(Listed records)

//! # Design Hub Core
//!
//! The shared-library engine behind a multi-site design hub: design tokens,
//! component prop schemas, instance overrides, element content bindings, and
//! an HTML preview pipeline for the builtin section library.
//!
//! ## Features
//! - Per-library design token sets with typed values and dark-mode variants
//! - Prop schemas with typed defaults and total override resolution
//! - Element bindings wiring a component's fixed layout to its props
//! - Twelve builtin section renderers with sizing tiers and selection handles
//! - Page layouts of linked/detached section instances per consumer site
//! - Workspace, site, installation and role records with update tracking
//!
//! ## Example — preview one component
//! ```ignore
//! use designhub::{demo_library_store, render_preview, RenderOptions};
//!
//! let store = demo_library_store();
//! let hero = store.component("comp-004").expect("demo component");
//! let tokens = store.tokens(&hero.library_id).expect("demo tokens");
//!
//! let node = render_preview(hero, tokens, &Default::default(), &RenderOptions::default());
//! println!("{}", designhub::render_html(&node));
//! ```
//!
//! ## Example — render a full site page
//! ```ignore
//! use designhub::{demo_layout_store, demo_library_store, render_site_page, RenderOptions};
//!
//! let store = demo_library_store();
//! let layouts = demo_layout_store();
//! let layout = layouts.layout("site-002").expect("demo site");
//!
//! let html = render_site_page(&store, layout, "Marketing Website", &RenderOptions::default());
//! ```

pub mod bindings;
pub mod component;
pub mod elements;
pub mod error;
pub mod fixtures;
pub mod html;
pub mod preview;
pub mod props;
pub mod rbac;
pub mod resolver;
pub mod sections;
pub mod store;
pub mod tokens;
pub mod workspace;

// --- Core types ---
pub use component::{ComponentKind, DesignComponent};
pub use error::{HubError, HubResult};
pub use props::{PropDefinition, PropKind, PropSchema, PropValue};
pub use resolver::{resolve, Overrides, ResolvedProps};

// --- Tokens and bindings ---
pub use bindings::{resolve_content, resolve_visible, ElementBinding, ElementBindings};
pub use elements::{declarations, ElementDecl, ElementKind};
pub use tokens::{StyleVars, Token, TokenKind, TokenSet};

// --- Preview pipeline ---
pub use html::{page_to_html, render_html};
pub use preview::{
    render_component, render_page, PreviewElement, PreviewNode, RenderContext, RenderOptions,
    RendererRegistry, Scale, SectionRenderer, Selection,
};

// --- Workspace and layouts ---
pub use fixtures::{demo_layout_store, demo_library_store, DEMO_LIBRARY_ID};
pub use rbac::{can, Action, Role};
pub use store::{LayoutStore, LibraryStore, PageLayout, SectionInstance};
pub use workspace::{Asset, Library, LibraryInstallation, Plan, Site, SiteType, User, Workspace};

/// Render a component preview with the builtin renderers and the default
/// element bindings for its kind.
///
/// Callers that need custom bindings or a custom renderer set use
/// [`preview::render_component`] directly.
pub fn render_preview(
    component: &DesignComponent,
    tokens: &TokenSet,
    overrides: &Overrides,
    opts: &RenderOptions,
) -> PreviewNode {
    let registry = RendererRegistry::with_builtins();
    let bindings = ElementBindings::from_declarations(declarations(component.kind));
    preview::render_component(&registry, component, tokens, overrides, &bindings, opts)
}

/// Render a site page to a standalone HTML document: every section in page
/// order, resolved against the store, wrapped in the base page shell.
pub fn render_site_page(
    store: &LibraryStore,
    layout: &PageLayout,
    title: &str,
    opts: &RenderOptions,
) -> String {
    let registry = RendererRegistry::with_builtins();
    let sections = render_page(&registry, store, layout, opts);
    page_to_html(title, &sections)
}
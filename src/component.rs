use serde::{Deserialize, Serialize};

use crate::props::PropSchema;

/// The closed set of component types the hub knows how to preview.
///
/// Every kind has one authoritative element declaration list (see
/// [`crate::elements::declarations`]) and one builtin renderer registered by
/// [`crate::preview::RendererRegistry::with_builtins`]. Adding a kind means
/// adding a variant here; the exhaustive matches downstream then refuse to
/// compile until the declarations and renderer exist.
#[derive(Debug, Clone, Copy, PartialEq, Eq, Hash, Serialize, Deserialize)]
#[serde(rename_all = "kebab-case")]
pub enum ComponentKind {
    PrimaryButton,
    NavigationBar,
    Card,
    Hero,
    PricingTable,
    Testimonial,
    SecondaryButton,
    FeatureRow,
    Stats,
    CtaBanner,
    Footer,
    FeaturesGrid,
}

impl ComponentKind {
    pub const ALL: [ComponentKind; 12] = [
        ComponentKind::PrimaryButton,
        ComponentKind::NavigationBar,
        ComponentKind::Card,
        ComponentKind::Hero,
        ComponentKind::PricingTable,
        ComponentKind::Testimonial,
        ComponentKind::SecondaryButton,
        ComponentKind::FeatureRow,
        ComponentKind::Stats,
        ComponentKind::CtaBanner,
        ComponentKind::Footer,
        ComponentKind::FeaturesGrid,
    ];

    /// Display name shown in library chrome and the generic placeholder
    pub fn label(&self) -> &'static str {
        match self {
            ComponentKind::PrimaryButton => "Primary Button",
            ComponentKind::NavigationBar => "Navigation Bar",
            ComponentKind::Card => "Card",
            ComponentKind::Hero => "Hero Section",
            ComponentKind::PricingTable => "Pricing Table",
            ComponentKind::Testimonial => "Testimonial Block",
            ComponentKind::SecondaryButton => "Secondary Button",
            ComponentKind::FeatureRow => "Feature Row",
            ComponentKind::Stats => "Stats Section",
            ComponentKind::CtaBanner => "CTA Banner",
            ComponentKind::Footer => "Footer",
            ComponentKind::FeaturesGrid => "Features Grid",
        }
    }
}

/// A shared component owned by a library.
///
/// `html_structure` and `css_styles` are the component's exportable source
/// strings; the preview pipeline renders from the kind's builtin layout, not
/// from these.
#[derive(Debug, Clone, PartialEq, Serialize, Deserialize)]
pub struct DesignComponent {
    pub id: String,
    pub library_id: String,
    pub name: String,
    pub kind: ComponentKind,
    #[serde(default)]
    pub html_structure: String,
    #[serde(default)]
    pub css_styles: String,
    pub props_schema: PropSchema,
}

impl DesignComponent {
    pub fn new(
        id: impl Into<String>,
        library_id: impl Into<String>,
        name: impl Into<String>,
        kind: ComponentKind,
        props_schema: PropSchema,
    ) -> Self {
        Self {
            id: id.into(),
            library_id: library_id.into(),
            name: name.into(),
            kind,
            html_structure: String::new(),
            css_styles: String::new(),
            props_schema,
        }
    }
}

#[cfg(test)]
mod tests {
    use super::*;

    #[test]
    fn test_kind_labels_cover_all_variants() {
        for kind in ComponentKind::ALL {
            assert!(!kind.label().is_empty());
        }
    }

    #[test]
    fn test_kind_serde_uses_kebab_case() {
        let yaml = serde_yaml::to_string(&ComponentKind::NavigationBar).unwrap();
        assert_eq!(yaml.trim(), "navigation-bar");
        let kind: ComponentKind = serde_yaml::from_str("cta-banner").unwrap();
        assert_eq!(kind, ComponentKind::CtaBanner);
    }
}
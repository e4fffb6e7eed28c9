//! Serializes preview trees to safe static HTML.
//! No script, no inline event handlers; only structure and styles. Selection
//! handles become `data-element` / `data-selected` attributes so an embedding
//! surface can wire click dispatch without re-walking the tree.

use std::fmt::Write;

use crate::preview::{PreviewElement, PreviewNode};

/// Base document styles for rendered pages. Component styling is carried
/// inline by the tree; this only resets the page shell and defines the
/// selection affordances.
pub const PREVIEW_BASE_STYLES: &str = "html,body{margin:0;background:#F3F4F6;color:#111827;font-family:system-ui,-apple-system,'Segoe UI',sans-serif;}\
main.hub-page{max-width:960px;margin:0 auto;background:#FFFFFF;}\
h2,h3,h4,p{margin:0;}\
button{border:none;background:none;padding:0;font:inherit;cursor:pointer;}\
[data-element]{cursor:pointer;}\
[data-element]:hover{outline:1px dashed #94A3B8;outline-offset:2px;}\
[data-element][data-selected=\"true\"]{outline:2px solid #2563EB;outline-offset:2px;}";

fn escape_html(s: &str) -> String {
    s.replace('&', "&amp;")
        .replace('<', "&lt;")
        .replace('>', "&gt;")
        .replace('"', "&quot;")
}

fn write_element(el: &PreviewElement, out: &mut String) -> std::fmt::Result {
    write!(out, "<{}", el.tag)?;
    if !el.class_names.is_empty() {
        write!(out, " class=\"{}\"", escape_html(&el.class_names.join(" ")))?;
    }
    if let Some(ref handle) = el.source {
        write!(out, " data-element=\"{}\"", escape_html(&handle.element_id))?;
        if handle.selected {
            write!(out, " data-selected=\"true\"")?;
        }
    }
    if !el.styles.is_empty() {
        let css: Vec<String> = el
            .styles
            .iter()
            .map(|(name, value)| format!("{name}:{value}"))
            .collect();
        write!(out, " style=\"{}\"", escape_html(&css.join(";")))?;
    }
    write!(out, ">")?;
    for child in &el.children {
        write_node(child, out)?;
    }
    write!(out, "</{}>", el.tag)
}

fn write_node(node: &PreviewNode, out: &mut String) -> std::fmt::Result {
    match node {
        PreviewNode::Element(el) => write_element(el, out),
        PreviewNode::Text(text) => write!(out, "{}", escape_html(text)),
    }
}

/// Serialize one preview tree to an HTML fragment.
pub fn render_html(node: &PreviewNode) -> String {
    let mut out = String::new();
    // fmt::Write on a String cannot fail
    let _ = write_node(node, &mut out);
    out
}

/// Wrap rendered sections in a minimal standalone document. Sections stack
/// flush inside the page shell, in the order given.
pub fn page_to_html(title: &str, sections: &[PreviewNode]) -> String {
    let mut body = String::new();
    for section in sections {
        let _ = write_node(section, &mut body);
        body.push('\n');
    }

    let mut html = String::new();
    let _ = write!(
        html,
        r#"<!DOCTYPE html>
<html lang="en">
<head>
<meta charset="UTF-8">
<meta name="viewport" content="width=device-width, initial-scale=1">
<title>{}</title>
<style>{}</style>
</head>
<body>
<main class="hub-page">
{}</main>
</body>
</html>
"#,
        escape_html(title),
        PREVIEW_BASE_STYLES,
        body
    );
    html
}

#[cfg(test)]
mod tests {
    use super::*;
    use crate::preview::ElementHandle;
    use pretty_assertions::assert_eq;

    #[test]
    fn test_render_simple_element() {
        let node: PreviewNode = PreviewElement::new("p")
            .class("lead")
            .style("color", "var(--preview-muted)")
            .style("font-size", "14px")
            .text("Hello")
            .into();
        assert_eq!(
            render_html(&node),
            "<p class=\"lead\" style=\"color:var(--preview-muted);font-size:14px\">Hello</p>"
        );
    }

    #[test]
    fn test_text_is_escaped() {
        let node: PreviewNode = PreviewElement::new("span")
            .text("<b>\"A & B\"</b>")
            .into();
        assert_eq!(
            render_html(&node),
            "<span>&lt;b&gt;&quot;A &amp; B&quot;&lt;/b&gt;</span>"
        );
    }

    #[test]
    fn test_handles_become_data_attributes() {
        let unselected: PreviewNode = PreviewElement::new("h2")
            .source(Some(ElementHandle {
                element_id: "el-hero-title".into(),
                selected: false,
            }))
            .text("Title")
            .into();
        assert_eq!(
            render_html(&unselected),
            "<h2 data-element=\"el-hero-title\">Title</h2>"
        );

        let selected: PreviewNode = PreviewElement::new("h2")
            .source(Some(ElementHandle {
                element_id: "el-hero-title".into(),
                selected: true,
            }))
            .text("Title")
            .into();
        assert_eq!(
            render_html(&selected),
            "<h2 data-element=\"el-hero-title\" data-selected=\"true\">Title</h2>"
        );
    }

    #[test]
    fn test_nested_children_render_in_order() {
        let node: PreviewNode = PreviewElement::new("div")
            .style("display", "flex")
            .child(PreviewElement::new("span").text("a"))
            .child(PreviewNode::text("b"))
            .child(PreviewElement::new("span").text("c"))
            .into();
        assert_eq!(
            render_html(&node),
            "<div style=\"display:flex\"><span>a</span>b<span>c</span></div>"
        );
    }

    #[test]
    fn test_page_wraps_sections() {
        let section: PreviewNode = PreviewElement::new("div").text("one").into();
        let html = page_to_html("Acme <Marketing>", &[section.clone(), section]);
        assert!(html.starts_with("<!DOCTYPE html>"));
        assert!(html.contains("<title>Acme &lt;Marketing&gt;</title>"));
        assert!(html.contains(PREVIEW_BASE_STYLES));
        assert_eq!(html.matches("<div>one</div>").count(), 2);
        assert!(html.contains("</main>"));
    }
}
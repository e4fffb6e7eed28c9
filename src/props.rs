use std::fmt;

use serde::de::{self, MapAccess, Visitor};
use serde::ser::SerializeMap;
use serde::{Deserialize, Deserializer, Serialize, Serializer};

use crate::error::{HubError, HubResult};

/// Supported prop types for a component's customizable surface
#[derive(Debug, Clone, Copy, PartialEq, Eq, Hash, Serialize, Deserialize)]
#[serde(rename_all = "snake_case")]
pub enum PropKind {
    Text,
    RichText,
    Image,
    Link,
    Video,
    Number,
    /// Boolean toggle. Older data calls this type "boolean".
    #[serde(alias = "boolean")]
    Switch,
}

impl PropKind {
    /// Map a raw type string from older component records onto the current
    /// kind set. Unknown strings degrade to `Text`.
    pub fn from_legacy(raw: &str) -> PropKind {
        match raw {
            "text" => PropKind::Text,
            "rich_text" => PropKind::RichText,
            "image" => PropKind::Image,
            "link" => PropKind::Link,
            "video" => PropKind::Video,
            "number" => PropKind::Number,
            "switch" | "boolean" => PropKind::Switch,
            _ => PropKind::Text,
        }
    }

    /// The blank value a freshly added prop of this kind starts with
    pub fn default_value(&self) -> PropValue {
        match self {
            PropKind::Text | PropKind::RichText | PropKind::Image | PropKind::Link
            | PropKind::Video => PropValue::Text(String::new()),
            PropKind::Number => PropValue::Number(0.0),
            PropKind::Switch => PropValue::Bool(false),
        }
    }

    /// Display name shown in editor chrome
    pub fn label(&self) -> &'static str {
        match self {
            PropKind::Text => "Text",
            PropKind::RichText => "Rich Text",
            PropKind::Image => "Image",
            PropKind::Link => "Link",
            PropKind::Video => "Video",
            PropKind::Number => "Number",
            PropKind::Switch => "Switch",
        }
    }
}

/// A concrete prop value: schema default or instance override
#[derive(Debug, Clone, PartialEq, Serialize, Deserialize)]
#[serde(untagged)]
pub enum PropValue {
    Text(String),
    Number(f64),
    Bool(bool),
}

impl PropValue {
    /// String coercion used when a bound element displays this value
    pub fn as_text(&self) -> String {
        match self {
            PropValue::Text(s) => s.clone(),
            PropValue::Number(n) => format!("{}", n),
            PropValue::Bool(b) => b.to_string(),
        }
    }

    /// Truthiness used when a bound element derives visibility from this value
    pub fn truthy(&self) -> bool {
        match self {
            PropValue::Text(s) => !s.is_empty(),
            PropValue::Number(n) => *n != 0.0 && !n.is_nan(),
            PropValue::Bool(b) => *b,
        }
    }
}

impl From<&str> for PropValue {
    fn from(s: &str) -> Self {
        PropValue::Text(s.to_string())
    }
}

impl From<String> for PropValue {
    fn from(s: String) -> Self {
        PropValue::Text(s)
    }
}

impl From<f64> for PropValue {
    fn from(n: f64) -> Self {
        PropValue::Number(n)
    }
}

impl From<bool> for PropValue {
    fn from(b: bool) -> Self {
        PropValue::Bool(b)
    }
}

/// One prop's declared shape: kind, default value, and editor label
#[derive(Debug, Clone, PartialEq, Serialize, Deserialize)]
pub struct PropDefinition {
    #[serde(rename = "type")]
    pub kind: PropKind,
    pub default: PropValue,
    #[serde(default)]
    pub label: String,
}

impl PropDefinition {
    pub fn text(default: &str, label: &str) -> Self {
        Self {
            kind: PropKind::Text,
            default: PropValue::Text(default.to_string()),
            label: label.to_string(),
        }
    }

    pub fn switch(default: bool, label: &str) -> Self {
        Self {
            kind: PropKind::Switch,
            default: PropValue::Bool(default),
            label: label.to_string(),
        }
    }

    pub fn number(default: f64, label: &str) -> Self {
        Self {
            kind: PropKind::Number,
            default: PropValue::Number(default),
            label: label.to_string(),
        }
    }

    /// A blank definition for a freshly added prop of the given kind
    pub fn blank(kind: PropKind, label: &str) -> Self {
        Self {
            kind,
            default: kind.default_value(),
            label: label.to_string(),
        }
    }
}

/// A component's customizable surface: an ordered mapping of unique prop keys
/// to definitions. Insertion order is the natural display order in editor UI.
#[derive(Debug, Clone, Default, PartialEq)]
pub struct PropSchema {
    entries: Vec<(String, PropDefinition)>,
}

impl PropSchema {
    pub fn new() -> Self {
        Self::default()
    }

    /// Add a prop definition. Fails on a duplicate key.
    pub fn insert(&mut self, key: impl Into<String>, def: PropDefinition) -> HubResult<()> {
        let key = key.into();
        if self.contains_key(&key) {
            return Err(HubError::DuplicateProp { key });
        }
        self.entries.push((key, def));
        Ok(())
    }

    /// Remove a prop. Instance overrides referencing it become orphaned and
    /// are ignored by resolution from then on.
    pub fn remove(&mut self, key: &str) -> Option<PropDefinition> {
        let pos = self.entries.iter().position(|(k, _)| k == key)?;
        Some(self.entries.remove(pos).1)
    }

    /// Rename a prop in place, keeping its position and definition.
    pub fn rename(&mut self, old: &str, new: impl Into<String>) -> HubResult<()> {
        let new = new.into();
        if self.contains_key(&new) {
            return Err(HubError::DuplicateProp { key: new });
        }
        match self.entries.iter_mut().find(|(k, _)| k == old) {
            Some(entry) => {
                entry.0 = new;
                Ok(())
            }
            None => Err(HubError::UnknownProp {
                key: old.to_string(),
            }),
        }
    }

    pub fn get(&self, key: &str) -> Option<&PropDefinition> {
        self.entries
            .iter()
            .find(|(k, _)| k == key)
            .map(|(_, def)| def)
    }

    pub fn contains_key(&self, key: &str) -> bool {
        self.entries.iter().any(|(k, _)| k == key)
    }

    pub fn keys(&self) -> impl Iterator<Item = &str> {
        self.entries.iter().map(|(k, _)| k.as_str())
    }

    pub fn iter(&self) -> impl Iterator<Item = (&str, &PropDefinition)> {
        self.entries.iter().map(|(k, def)| (k.as_str(), def))
    }

    pub fn len(&self) -> usize {
        self.entries.len()
    }

    pub fn is_empty(&self) -> bool {
        self.entries.is_empty()
    }
}

// PropSchema serializes as a plain mapping. Deserialization preserves the
// document's key order and rejects duplicate keys, the same fail-fast rule as
// the insert path.
impl Serialize for PropSchema {
    fn serialize<S: Serializer>(&self, serializer: S) -> Result<S::Ok, S::Error> {
        let mut map = serializer.serialize_map(Some(self.entries.len()))?;
        for (key, def) in &self.entries {
            map.serialize_entry(key, def)?;
        }
        map.end()
    }
}

impl<'de> Deserialize<'de> for PropSchema {
    fn deserialize<D: Deserializer<'de>>(deserializer: D) -> Result<Self, D::Error> {
        struct SchemaVisitor;

        impl<'de> Visitor<'de> for SchemaVisitor {
            type Value = PropSchema;

            fn expecting(&self, f: &mut fmt::Formatter) -> fmt::Result {
                f.write_str("a mapping of prop key to prop definition")
            }

            fn visit_map<A: MapAccess<'de>>(self, mut access: A) -> Result<PropSchema, A::Error> {
                let mut schema = PropSchema::new();
                while let Some((key, def)) = access.next_entry::<String, PropDefinition>()? {
                    schema.insert(key, def).map_err(de::Error::custom)?;
                }
                Ok(schema)
            }
        }

        deserializer.deserialize_map(SchemaVisitor)
    }
}

#[cfg(test)]
mod tests {
    use super::*;
    use pretty_assertions::assert_eq;

    #[test]
    fn test_schema_preserves_insertion_order() {
        let mut schema = PropSchema::new();
        schema
            .insert("title", PropDefinition::text("Welcome", "Headline"))
            .unwrap();
        schema
            .insert("show_cta", PropDefinition::switch(true, "Show CTA"))
            .unwrap();
        schema
            .insert("cta_text", PropDefinition::text("Get Started", "CTA Text"))
            .unwrap();

        let keys: Vec<&str> = schema.keys().collect();
        assert_eq!(keys, vec!["title", "show_cta", "cta_text"]);
    }

    #[test]
    fn test_schema_rejects_duplicate_key() {
        let mut schema = PropSchema::new();
        schema
            .insert("title", PropDefinition::text("A", "Title"))
            .unwrap();
        let err = schema
            .insert("title", PropDefinition::text("B", "Title"))
            .unwrap_err();
        assert!(matches!(err, HubError::DuplicateProp { key } if key == "title"));
    }

    #[test]
    fn test_schema_rename_keeps_position() {
        let mut schema = PropSchema::new();
        schema
            .insert("title", PropDefinition::text("A", "Title"))
            .unwrap();
        schema
            .insert("subtitle", PropDefinition::text("B", "Subtitle"))
            .unwrap();
        schema.rename("title", "headline").unwrap();

        let keys: Vec<&str> = schema.keys().collect();
        assert_eq!(keys, vec!["headline", "subtitle"]);
        assert!(schema.rename("missing", "other").is_err());
        assert!(matches!(
            schema.rename("subtitle", "headline").unwrap_err(),
            HubError::DuplicateProp { .. }
        ));
    }

    #[test]
    fn test_prop_value_coercions() {
        assert_eq!(PropValue::Text("hi".into()).as_text(), "hi");
        assert_eq!(PropValue::Number(3.0).as_text(), "3");
        assert_eq!(PropValue::Number(3.5).as_text(), "3.5");
        assert_eq!(PropValue::Bool(true).as_text(), "true");

        assert!(PropValue::Bool(true).truthy());
        assert!(!PropValue::Bool(false).truthy());
        assert!(!PropValue::Text(String::new()).truthy());
        assert!(PropValue::Text("x".into()).truthy());
        assert!(!PropValue::Number(0.0).truthy());
        assert!(PropValue::Number(0.5).truthy());
        assert!(!PropValue::Number(f64::NAN).truthy());
    }

    #[test]
    fn test_kind_defaults_and_legacy_mapping() {
        assert_eq!(PropKind::Text.default_value(), PropValue::Text(String::new()));
        assert_eq!(PropKind::Number.default_value(), PropValue::Number(0.0));
        assert_eq!(PropKind::Switch.default_value(), PropValue::Bool(false));

        let def = PropDefinition::blank(PropKind::Switch, "Show Icon");
        assert_eq!(def.default, PropValue::Bool(false));
        assert_eq!(def.label, "Show Icon");

        assert_eq!(PropKind::from_legacy("boolean"), PropKind::Switch);
        assert_eq!(PropKind::from_legacy("switch"), PropKind::Switch);
        assert_eq!(PropKind::from_legacy("rich_text"), PropKind::RichText);
        assert_eq!(PropKind::from_legacy("mystery"), PropKind::Text);
    }

    #[test]
    fn test_schema_yaml_round_trip() {
        let yaml = r#"
title:
  type: text
  default: "Welcome to Acme"
  label: Headline
show_cta:
  type: boolean
  default: true
  label: Show CTA
"#;
        let schema: PropSchema = serde_yaml::from_str(yaml).unwrap();
        assert_eq!(schema.len(), 2);
        let keys: Vec<&str> = schema.keys().collect();
        assert_eq!(keys, vec!["title", "show_cta"]);
        // legacy "boolean" maps to switch
        assert_eq!(schema.get("show_cta").unwrap().kind, PropKind::Switch);
        assert_eq!(schema.get("show_cta").unwrap().default, PropValue::Bool(true));

        let out = serde_yaml::to_string(&schema).unwrap();
        let back: PropSchema = serde_yaml::from_str(&out).unwrap();
        assert_eq!(back, schema);
    }

    #[test]
    fn test_schema_yaml_rejects_duplicate_key() {
        let yaml = r#"
title: { type: text, default: "A" }
title: { type: text, default: "B" }
"#;
        let result: Result<PropSchema, _> = serde_yaml::from_str(yaml);
        assert!(result.is_err());
    }
}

(End Listed records)

§ Task item
For every line in the listing above that contains "Hello", copy that line.

§ Exercise output
            .text("Hello")
            "<p class=\"lead\" style=\"color:var(--preview-muted);font-size:14px\">Hello</p>"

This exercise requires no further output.